▸ WHAT THE TASK ASKS: Could you copy, exactly as written, every line from the first line of the records through the one containing "use std::time::Duration;"?

▸ INPUT DATA:
_ _ _ _ _

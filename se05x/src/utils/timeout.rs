//! Timing helpers for the retry loops.
//!
//! The secure element NACKs its address while it is busy processing a
//! block, so every bus operation is retried after a short pause.

use std::time::Duration;

/// Pause between two attempts of the same bus operation, in milliseconds.
pub const DEFAULT_RETRY_DELAY_MS: u64 = 5;

/// Convert milliseconds to Duration.
pub fn ms(ms: u64) -> Duration {
    Duration::from_millis(ms)
}

/// Convenience: default retry delay as Duration.
pub fn default_retry_delay() -> Duration {
    ms(DEFAULT_RETRY_DELAY_MS)
}
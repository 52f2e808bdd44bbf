// se05x/src/device/mod.rs

pub mod builder;
pub mod handle;
pub mod report;

pub use builder::Se05xBuilder;
pub use handle::Se05x;
pub use report::InfoReport;
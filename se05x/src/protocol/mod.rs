// se05x/src/protocol/mod.rs
//! T=1 block layer and the APDUs carried inside it.

/// CRC16 over T=1 blocks.
pub mod checksum;
/// Command APDU encoders.
pub mod commands;
/// Block encoding and reply header decoding.
pub mod frame;
/// Bounds-checked byte readers.
pub mod parser;
/// Protocol control byte.
pub mod pcb;
/// Response APDU decoders.
pub mod responses;
/// I-block sequence number.
pub mod sequence;

pub use checksum::{block_crc, crc16, verify_block};
pub use commands::{Command, MemoryKind};
pub use frame::{Frame, Header};
pub use pcb::{BlockKind, Pcb};
pub use responses::{
    AppletVersion, Atr, Cplc, DeviceInfo, SelectResponse, StatusWord, split_status,
};
pub use sequence::SequenceState;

_ _ _ _ _

▸ RESULT FOR THIS TASK:
filename se05x/src/utils/timeout.rs
//! Timing helpers for the retry loops.
//!
//! The secure element NACKs its address while it is busy processing a
//! block, so every bus operation is retried after a short pause.

use std::time::Duration;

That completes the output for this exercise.